Endpoint Protection

 View Only

  • 1.  SEP Reports

    Posted Dec 22, 2015 11:22 AM

    I want to set up daily reports to send to our desktop support team so that they can handle viruses/spyware, etc.  I know how to do that, but I want to make sure that I'm following best practices and sending them the most useful reports that I can.

    I know that for some types of security issues, SEP can clean or quarantine it on its own.  I'd like to create a report just for the other items....that require user intervention...and send that to my desktop support team on a daily basis.

    For an issue that gets missed, I'd like it to continue to show up on the daily report until it's fixed.  For example, if there is a problem that gets detected on a Monday, and it is not fixed, I would like it to be listed in Tuesday's report.



  • 2.  RE: SEP Reports

    Posted Dec 22, 2015 11:25 AM

    It would be under Monitors. You can pick the Single Risk Event alert and but instead set it to only alert on items that had instances of repair failing or virus not being cleaned , quarantine failed etc.

    It's similar to how you would setup alerts now except you would specifically pick these triggers instead.

    Monitors page >> Notificatons tab >> Notification Conditions

    Pick the Single Risk Event

    Under Action Taken is where you can specific actions that you want the alarm to fire on.



  • 3.  RE: SEP Reports

    Broadcom Employee
    Posted Dec 22, 2015 02:21 PM

    Hi,

    Manual intervention is required against infected and at risk computers. The Risk log and reports include information about risk events on your management servers and their clients.

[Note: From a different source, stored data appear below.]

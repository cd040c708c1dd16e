//! Dashboard HTTP handlers and view rendering.
//!
//! This module contains:
//! - The route handler for displaying the dashboard
//! - HTML view functions for the sidebar, the tabs and each tab's panel
//!
//! The dashboard content lives in the `#dashboard-content` element. Normal
//! requests get the full page, while htmx requests from the filter form,
//! the tab links and the upload form get only the element's new content.

use axum::{
    extract::{Query, State},
    response::{IntoResponse, Response},
};
use axum_extra::extract::PrivateCookieJar;
use axum_htmx::HxRequest;
use maud::{Markup, PreEscaped, html};

use crate::{
    alert::Alert,
    dashboard::{
        aggregation::{
            RANKING_SIZE, expenditure_trend, revenue_ranking, revenue_vs_expenditure,
        },
        charts::{
            CHARTS_RUNTIME_SCRIPT, DashboardChart, charts_view, expenditure_trend_chart, ranking_chart,
            revenue_expenditure_chart,
        },
        filters::{DashboardQuery, FilterState, Tab},
        tables::{ranking_table, trend_table},
    },
    dataset::{DatasetSource, DatasetState, SessionDataset, get_session_dataset},
    endpoints,
    finance::{FinanceTable, REQUIRED_COLUMNS},
    html::{
        BUTTON_PRIMARY_STYLE, BUTTON_SECONDARY_STYLE, ECHARTS_URL, FORM_LABEL_STYLE,
        FORM_TEXT_INPUT_STYLE, HeadElement, base, format_currency_rounded, loading_spinner,
    },
};

const DASHBOARD_TITLE: &str = "USA State Financial Analysis Dashboard";
const DASHBOARD_CONTENT_ID: &str = "dashboard-content";
const DASHBOARD_CONTENT_TARGET: &str = "#dashboard-content";

const REVENUE_EXPENDITURE_CHART_ID: &str = "revenue-expenditure-chart";
const EXPENDITURE_TREND_CHART_ID: &str = "expenditure-trend-chart";
const TOP_REVENUE_CHART_ID: &str = "top-revenue-chart";
const BOTTOM_REVENUE_CHART_ID: &str = "bottom-revenue-chart";

const TAB_STYLE: &str = "inline-block p-4 rounded-t-lg border-b-2 border-transparent \
    hover:text-gray-600 hover:border-gray-300 dark:hover:text-gray-300";
const ACTIVE_TAB_STYLE: &str = "inline-block p-4 rounded-t-lg border-b-2 \
    text-blue-600 border-blue-600 dark:text-blue-500 dark:border-blue-500";
const PLACEHOLDER_STYLE: &str = "p-4 mb-4 text-sm text-yellow-800 rounded-lg \
    bg-yellow-50 dark:bg-gray-800 dark:text-yellow-300";

/// Display the dashboard for the session's dataset, filtered by the query string.
///
/// Returns the full page for normal requests and only the dashboard content
/// for htmx requests.
pub async fn get_dashboard_page(
    State(state): State<DatasetState>,
    HxRequest(is_htmx_request): HxRequest,
    jar: PrivateCookieJar,
    Query(query): Query<DashboardQuery>,
) -> Response {
    let (session, jar) = match get_session_dataset(&state.datasets, jar, state.secure_cookies) {
        Ok(result) => result,
        Err(error) if is_htmx_request => return error.into_alert_response(),
        Err(error) => return error.into_response(),
    };

    let content = dashboard_content(&session, &query, None);

    if is_htmx_request {
        (jar, content).into_response()
    } else {
        (jar, dashboard_view(&content)).into_response()
    }
}

/// Renders the full dashboard page around `content`.
fn dashboard_view(content: &Markup) -> Markup {
    let content = html!(
        main
            id=(DASHBOARD_CONTENT_ID)
            class="px-2 lg:px-6 py-4 lg:py-8 mx-auto max-w-screen-2xl
                text-gray-900 dark:text-white"
        {
            (content)
        }
    );

    let scripts = [
        HeadElement::ScriptLink(ECHARTS_URL.to_owned()),
        HeadElement::ScriptSource(PreEscaped(CHARTS_RUNTIME_SCRIPT)),
    ];

    base("Dashboard", &scripts, &content)
}

/// Renders the content of the `#dashboard-content` element.
///
/// `alert` is shown above the dashboard, e.g., to confirm an upload.
pub(crate) fn dashboard_content(
    session: &SessionDataset,
    query: &DashboardQuery,
    alert: Option<Alert>,
) -> Markup {
    let table = session.table.as_deref();
    let filter = table.and_then(|table| FilterState::resolve(table, query));

    html!(
        @if let Some(alert) = alert {
            (alert.into_html())
        }

        header class="mb-6"
        {
            h1 class="text-2xl lg:text-3xl font-bold" { (DASHBOARD_TITLE) }

            p class="text-gray-600 dark:text-gray-400"
            {
                "Explore the revenue and expenditure of US state governments.
                Pick a state and year in the sidebar, or upload your own CSV file."
            }
        }

        div class="flex flex-col lg:flex-row gap-6"
        {
            aside class="w-full lg:w-72 shrink-0 space-y-6"
            {
                @if let (Some(table), Some(filter)) = (table, &filter) {
                    (filter_form(table, filter, query.tab))
                }

                (upload_form())
                (dataset_source_view(session.source))
            }

            section class="flex-1 min-w-0"
            {
                @match (table, &filter) {
                    (Some(table), Some(filter)) => {
                        (tab_navigation(filter, query.tab))
                        (tab_panel(table, filter, query.tab))
                    }
                    _ => (no_data_view()),
                }
            }
        }
    )
}

fn filter_form(table: &FinanceTable, filter: &FilterState, tab: Tab) -> Markup {
    let dashboard_route = endpoints::DASHBOARD_VIEW;

    html!(
        form
            id="filter-form"
            action=(dashboard_route)
            method="get"
            hx-get=(dashboard_route)
            hx-trigger="change"
            hx-target=(DASHBOARD_CONTENT_TARGET)
            hx-target-error="#alert-container"
            hx-swap="innerHTML"
            hx-push-url="true"
            class="space-y-4"
        {
            input type="hidden" name="tab" value=(tab.as_str());

            div
            {
                label for="state-select" class=(FORM_LABEL_STYLE) { "State" }

                select id="state-select" name="state" class=(FORM_TEXT_INPUT_STYLE)
                {
                    @for state in table.states() {
                        option value=(state) selected[*state == filter.state] { (state) }
                    }
                }
            }

            div
            {
                label for="year-select" class=(FORM_LABEL_STYLE) { "Year" }

                select id="year-select" name="year" class=(FORM_TEXT_INPUT_STYLE)
                {
                    @for year in table.years() {
                        option value=(year) selected[*year == filter.year] { (year) }
                    }
                }
            }

            noscript
            {
                button type="submit" class=(BUTTON_PRIMARY_STYLE) { "Apply" }
            }
        }
    )
}

fn upload_form() -> Markup {
    let upload_route = endpoints::DATASET_API;
    let spinner = loading_spinner();

    html!(
        form
            id="upload-form"
            hx-post=(upload_route)
            enctype="multipart/form-data"
            hx-disabled-elt="#file, #upload-button"
            hx-indicator="#indicator"
            hx-target=(DASHBOARD_CONTENT_TARGET)
            hx-target-error="#alert-container"
            hx-swap="innerHTML"
            class="space-y-4"
        {
            div
            {
                label for="file" class=(FORM_LABEL_STYLE) { "Upload a CSV file" }

                input
                    id="file"
                    type="file"
                    name="file"
                    accept=".csv,text/csv"
                    required
                    class=(FORM_TEXT_INPUT_STYLE);
            }

            button type="submit" id="upload-button" class=(BUTTON_PRIMARY_STYLE)
            {
                span class="inline htmx-indicator" id="indicator" { (spinner) }
                " Upload"
            }
        }
    )
}

fn dataset_source_view(source: DatasetSource) -> Markup {
    let reset_route = endpoints::RESET_DATASET_API;

    html!(
        div id="dataset-source" class="text-sm text-gray-600 dark:text-gray-400"
        {
            @match source {
                DatasetSource::Default => p { "Showing the default dataset." },
                DatasetSource::Uploaded => {
                    p class="mb-2" { "Showing your uploaded dataset." }

                    button
                        type="button"
                        hx-post=(reset_route)
                        hx-target=(DASHBOARD_CONTENT_TARGET)
                        hx-target-error="#alert-container"
                        hx-swap="innerHTML"
                        class=(BUTTON_SECONDARY_STYLE)
                    {
                        "Use default dataset"
                    }
                }
            }
        }
    )
}

fn tab_navigation(filter: &FilterState, active_tab: Tab) -> Markup {
    html!(
        nav class="mb-4 text-sm font-medium text-center text-gray-500 border-b border-gray-200 dark:text-gray-400 dark:border-gray-700"
        {
            ul class="flex flex-wrap -mb-px" role="tablist"
            {
                @for tab in Tab::ALL {
                    @let url = DashboardQuery::for_filter(filter, tab).to_url();
                    @let is_active = tab == active_tab;

                    li class="me-2" role="presentation"
                    {
                        a
                            href=(url)
                            hx-get=(url)
                            hx-target=(DASHBOARD_CONTENT_TARGET)
                            hx-target-error="#alert-container"
                            hx-swap="innerHTML"
                            hx-push-url="true"
                            role="tab"
                            aria-selected=(is_active)
                            class=(if is_active { ACTIVE_TAB_STYLE } else { TAB_STYLE })
                        {
                            (tab.title())
                        }
                    }
                }
            }
        }
    )
}

fn tab_panel(table: &FinanceTable, filter: &FilterState, tab: Tab) -> Markup {
    let (heading, description, panel) = match tab {
        Tab::Comparison => (
            format!("Revenue vs. Expenditure Analysis for {}", filter.state),
            format!(
                "Comparing total revenue against total expenditure for the year {}.",
                filter.year
            ),
            comparison_panel(table, filter),
        ),
        Tab::Trends => (
            format!("Health & Education Expenditure Trends for {}", filter.state),
            "Visualizing how spending on key sectors has evolved over the years.".to_owned(),
            trends_panel(table, &filter.state),
        ),
        Tab::Rankings => (
            format!("State Revenue Rankings for {}", filter.year),
            format!(
                "Discover the top {RANKING_SIZE} and bottom {RANKING_SIZE} states \
                by total revenue collection."
            ),
            rankings_panel(table, filter.year),
        ),
    };

    html!(
        div id=(format!("{}-panel", tab.as_str())) role="tabpanel"
        {
            h2 class="text-xl font-semibold" { (heading) }
            p class="mb-4 text-gray-600 dark:text-gray-400" { (description) }

            (panel)
        }
    )
}

fn comparison_panel(table: &FinanceTable, filter: &FilterState) -> Markup {
    let Some(values) = revenue_vs_expenditure(table, filter) else {
        return no_data_placeholder(&format!(
            "No data available for {} in {}.",
            filter.state, filter.year
        ));
    };

    let charts = [DashboardChart::new(
        REVENUE_EXPENDITURE_CHART_ID,
        revenue_expenditure_chart(filter, &values),
    )];
    let balance = values.balance();

    html!(
        (charts_view(&charts))

        p id="balance-summary" class="mt-4"
        {
            @if balance > 0.0 {
                (filter.state) " had a surplus of " (format_currency_rounded(balance))
                " in " (filter.year) "."
            } @else if balance < 0.0 {
                (filter.state) " had a deficit of " (format_currency_rounded(balance.abs()))
                " in " (filter.year) "."
            } @else {
                (filter.state) " balanced its budget in " (filter.year) "."
            }
        }
    )
}

fn trends_panel(table: &FinanceTable, state: &str) -> Markup {
    let points = expenditure_trend(table, state);

    if points.is_empty() {
        return no_data_placeholder(&format!("No data available for the state: {state}."));
    }

    let charts = [DashboardChart::new(
        EXPENDITURE_TREND_CHART_ID,
        expenditure_trend_chart(state, &points),
    )];

    html!(
        (charts_view(&charts))

        div class="mt-4" { (trend_table(&points)) }
    )
}

fn rankings_panel(table: &FinanceTable, year: i32) -> Markup {
    let ranking = revenue_ranking(table, year);

    if ranking.is_empty() {
        return no_data_placeholder(&format!("No data available for the year: {year}."));
    }

    let top_title = format!("Top {} States by Revenue", ranking.top.len());
    let bottom_title = format!("Bottom {} States by Revenue", ranking.bottom.len());
    let subtitle = year.to_string();

    let charts = [
        DashboardChart::new(
            TOP_REVENUE_CHART_ID,
            ranking_chart(&top_title, &subtitle, &ranking.top),
        ),
        DashboardChart::new(
            BOTTOM_REVENUE_CHART_ID,
            ranking_chart(&bottom_title, &subtitle, &ranking.bottom),
        ),
    ];

    html!(
        (charts_view(&charts))

        div class="grid grid-cols-1 xl:grid-cols-2 gap-4 mt-4"
        {
            (ranking_table("top-revenue-table", &format!("{top_title} in {year}"), &ranking.top))
            (ranking_table("bottom-revenue-table", &format!("{bottom_title} in {year}"), &ranking.bottom))
        }
    )
}

fn no_data_placeholder(message: &str) -> Markup {
    html!(
        div class=(PLACEHOLDER_STYLE) role="status" data-placeholder
        {
            (message)
        }
    )
}

/// Renders the prompt shown when there is no data to display.
fn no_data_view() -> Markup {
    html!(
        div id="no-data" class="flex flex-col items-center px-6 py-8 mx-auto"
        {
            h2 class="text-xl font-bold"
            {
                "Nothing here yet..."
            }

            p class="mb-2"
            {
                "Charts will show up here once you upload a CSV file with the following columns:"
            }

            ul class="list-disc list-inside"
            {
                @for column in REQUIRED_COLUMNS {
                    li { code { (column) } }
                }
            }
        }
    )
}
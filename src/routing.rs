//! Application router configuration.

use axum::{
    Router,
    extract::DefaultBodyLimit,
    response::Redirect,
    routing::{get, post},
};

use crate::{
    AppState,
    dashboard::get_dashboard_page,
    dataset::{reset_dataset, upload_dataset},
    endpoints,
    internal_server_error::get_internal_server_error_page,
    not_found::get_404_not_found,
};

/// Return a router with all the app's routes.
pub fn build_router(state: AppState) -> Router {
    let upload_routes = Router::new()
        .route(endpoints::DATASET_API, post(upload_dataset))
        .layer(DefaultBodyLimit::max(state.upload_config.max_upload_bytes));

    Router::new()
        .route(endpoints::ROOT, get(get_index_page))
        .route(endpoints::DASHBOARD_VIEW, get(get_dashboard_page))
        .route(endpoints::RESET_DATASET_API, post(reset_dataset))
        .route(
            endpoints::INTERNAL_ERROR_VIEW,
            get(get_internal_server_error_page),
        )
        .merge(upload_routes)
        .fallback(get_404_not_found)
        .with_state(state)
}

/// The root path '/' redirects to the dashboard page.
async fn get_index_page() -> Redirect {
    Redirect::to(endpoints::DASHBOARD_VIEW)
}

#[cfg(test)]
mod root_route_tests {
    use axum::{http::StatusCode, response::IntoResponse};

    use crate::{endpoints, routing::get_index_page};

    #[tokio::test]
    async fn root_redirects_to_dashboard() {
        let response = get_index_page().await.into_response();

        assert_eq!(response.status(), StatusCode::SEE_OTHER);
        let location = response.headers().get("location").unwrap();
        assert_eq!(location, endpoints::DASHBOARD_VIEW);
    }
}
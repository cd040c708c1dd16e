//! The dashboard's query string: which state, year and tab to show.

use serde::{Deserialize, Serialize};

use crate::{endpoints, finance::FinanceTable};

/// The tabs of the dashboard's main area.
#[derive(Debug, Clone, Copy, Default, PartialEq, Eq, Serialize, Deserialize)]
#[serde(rename_all = "lowercase")]
pub enum Tab {
    /// Revenue and expenditure of the selected state in the selected year.
    #[default]
    Comparison,
    /// Health and education expenditure of the selected state over time.
    Trends,
    /// The states with the highest and lowest revenue in the selected year.
    Rankings,
}

impl Tab {
    /// Every tab, in display order.
    pub const ALL: [Tab; 3] = [Tab::Comparison, Tab::Trends, Tab::Rankings];

    /// The value of the `tab` query parameter.
    pub fn as_str(self) -> &'static str {
        match self {
            Tab::Comparison => "comparison",
            Tab::Trends => "trends",
            Tab::Rankings => "rankings",
        }
    }

    /// The label shown on the tab.
    pub fn title(self) -> &'static str {
        match self {
            Tab::Comparison => "Revenue vs. Expenditure",
            Tab::Trends => "Expenditure Trends",
            Tab::Rankings => "Revenue Rankings",
        }
    }
}

/// The query parameters accepted by the dashboard route.
///
/// Every parameter is optional. Missing or unknown states and years are
/// replaced by [FilterState::resolve].
#[derive(Debug, Clone, Default, PartialEq, Serialize, Deserialize)]
pub struct DashboardQuery {
    /// The selected state name.
    #[serde(default, skip_serializing_if = "Option::is_none")]
    pub state: Option<String>,
    /// The selected year.
    #[serde(default, skip_serializing_if = "Option::is_none")]
    pub year: Option<i32>,
    /// The active tab.
    #[serde(default)]
    pub tab: Tab,
}

impl DashboardQuery {
    /// The query selecting `filter` on `tab`.
    pub fn for_filter(filter: &FilterState, tab: Tab) -> Self {
        Self {
            state: Some(filter.state.clone()),
            year: Some(filter.year),
            tab,
        }
    }

    /// The dashboard URL for this query.
    pub fn to_url(&self) -> String {
        match serde_urlencoded::to_string(self) {
            Ok(query) if !query.is_empty() => format!("{}?{query}", endpoints::DASHBOARD_VIEW),
            Ok(_) => endpoints::DASHBOARD_VIEW.to_owned(),
            Err(error) => {
                tracing::error!("Could not encode dashboard query {self:?}: {error}");
                endpoints::DASHBOARD_VIEW.to_owned()
            }
        }
    }
}

/// The state and year the dashboard is filtered to.
#[derive(Debug, Clone, PartialEq, Eq)]
pub struct FilterState {
    /// One of the table's state names.
    pub state: String,
    /// One of the table's years.
    pub year: i32,
}

impl FilterState {
    /// Pick the filter for `table` from the requested `query`.
    ///
    /// A requested state or year that is missing from the table, or was not
    /// requested at all, is replaced by the first available value. Returns
    /// `None` if the table is empty.
    pub fn resolve(table: &FinanceTable, query: &DashboardQuery) -> Option<Self> {
        let state = query
            .state
            .as_deref()
            .filter(|state| table.has_state(state))
            .or_else(|| table.states().first().map(String::as_str))?;

        let year = query
            .year
            .filter(|year| table.has_year(*year))
            .or_else(|| table.years().first().copied())?;

        Some(Self {
            state: state.to_owned(),
            year,
        })
    }
}

#[cfg(test)]
mod tests {
    use crate::finance::{FinanceTable, FinancialRecord};

    use super::{DashboardQuery, FilterState, Tab};

    fn get_test_table() -> FinanceTable {
        FinanceTable::new(vec![
            FinancialRecord::new("TX", 2001, 80.0, 70.0, 10.0, 15.0),
            FinancialRecord::new("CA", 2000, 100.0, 90.0, 20.0, 30.0),
            FinancialRecord::new("CA", 2001, 110.0, 95.0, 22.0, 31.0),
        ])
    }

    #[test]
    fn parses_query_string() {
        let query: DashboardQuery =
            serde_html_form::from_str("state=NEW+YORK&year=2019&tab=rankings").unwrap();

        assert_eq!(
            query,
            DashboardQuery {
                state: Some("NEW YORK".to_owned()),
                year: Some(2019),
                tab: Tab::Rankings,
            }
        );
    }

    #[test]
    fn empty_query_string_uses_defaults() {
        let query: DashboardQuery = serde_html_form::from_str("").unwrap();

        assert_eq!(query, DashboardQuery::default());
        assert_eq!(query.tab, Tab::Comparison);
    }

    #[test]
    fn unknown_tab_is_rejected() {
        let result = serde_html_form::from_str::<DashboardQuery>("tab=pie");

        assert!(result.is_err());
    }

    #[test]
    fn defaults_to_first_state_and_year() {
        let filter = FilterState::resolve(&get_test_table(), &DashboardQuery::default());

        assert_eq!(
            filter,
            Some(FilterState {
                state: "CA".to_owned(),
                year: 2000,
            })
        );
    }

    #[test]
    fn keeps_requested_values_present_in_table() {
        let query = DashboardQuery {
            state: Some("TX".to_owned()),
            year: Some(2001),
            ..Default::default()
        };

        let filter = FilterState::resolve(&get_test_table(), &query).unwrap();

        assert_eq!(filter.state, "TX");
        assert_eq!(filter.year, 2001);
    }

    #[test]
    fn replaces_values_missing_from_table() {
        let query = DashboardQuery {
            state: Some("OHIO".to_owned()),
            year: Some(1999),
            ..Default::default()
        };

        let filter = FilterState::resolve(&get_test_table(), &query).unwrap();

        assert_eq!(filter.state, "CA");
        assert_eq!(filter.year, 2000);
    }

    #[test]
    fn combination_without_row_is_kept() {
        let query = DashboardQuery {
            state: Some("TX".to_owned()),
            year: Some(2000),
            ..Default::default()
        };

        let filter = FilterState::resolve(&get_test_table(), &query).unwrap();

        assert_eq!(filter.state, "TX");
        assert_eq!(filter.year, 2000);
    }

    #[test]
    fn empty_table_has_no_filter() {
        let filter = FilterState::resolve(&FinanceTable::default(), &DashboardQuery::default());

        assert_eq!(filter, None);
    }

    #[test]
    fn url_encodes_every_parameter() {
        let filter = FilterState {
            state: "NEW YORK".to_owned(),
            year: 2019,
        };

        let url = DashboardQuery::for_filter(&filter, Tab::Trends).to_url();

        assert_eq!(url, "/dashboard?state=NEW+YORK&year=2019&tab=trends");
    }

    #[test]
    fn default_query_url_only_has_tab() {
        assert_eq!(
            DashboardQuery::default().to_url(),
            "/dashboard?tab=comparison"
        );
    }
}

    Pull out Risk reports by selecting following report type. Specify the custom time range if necessary or keep default. You may have to specify custom time range because by deault it selects last 24 hours time range.

    Log and report types Typical uses
    Infected and At Risk Computers Use this report to quickly identify the computers that need your attention because they are infected with a virus or a security risk.

    Refer the following article:

    About Risk reports and logs

    http://www.symantec.com/docs/TECH95543



  • 4.  RE: SEP Reports

    Posted Dec 31, 2015 10:03 AM

    Thanks.  So running a daily Risk Report of all "Infected and At Risk Computers" would show us everything that requires manual intervention, correct?  I assume it would not show anything where SEP was able to clean/quarantine or somehow automatically fix it.

     

    If a threat were detected on a machine and it showed up in the daily report, I assume it would show up each day until it was fixed, correct?  Then when someone takes the proper manual steps, it should no longer appear the report.

     

    Are all of my assumptions correct?  I want to make sure that I'm not missing something.



  • 5.  RE: SEP Reports

    Posted Dec 31, 2015 10:06 AM

    Thanks.  So running a daily Risk Report of all "Infected and At Risk Computers" would show us everything that requires manual intervention, correct?  I assume it would not show anything where SEP was able to clean/quarantine or somehow automatically fix it.

    Yes.

     

    If a threat were detected on a machine and it showed up in the daily report, I assume it would show up each day until it was fixed, correct?  Then when someone takes the proper manual steps, it should no longer appear the report.

    Yes, this should also be the case.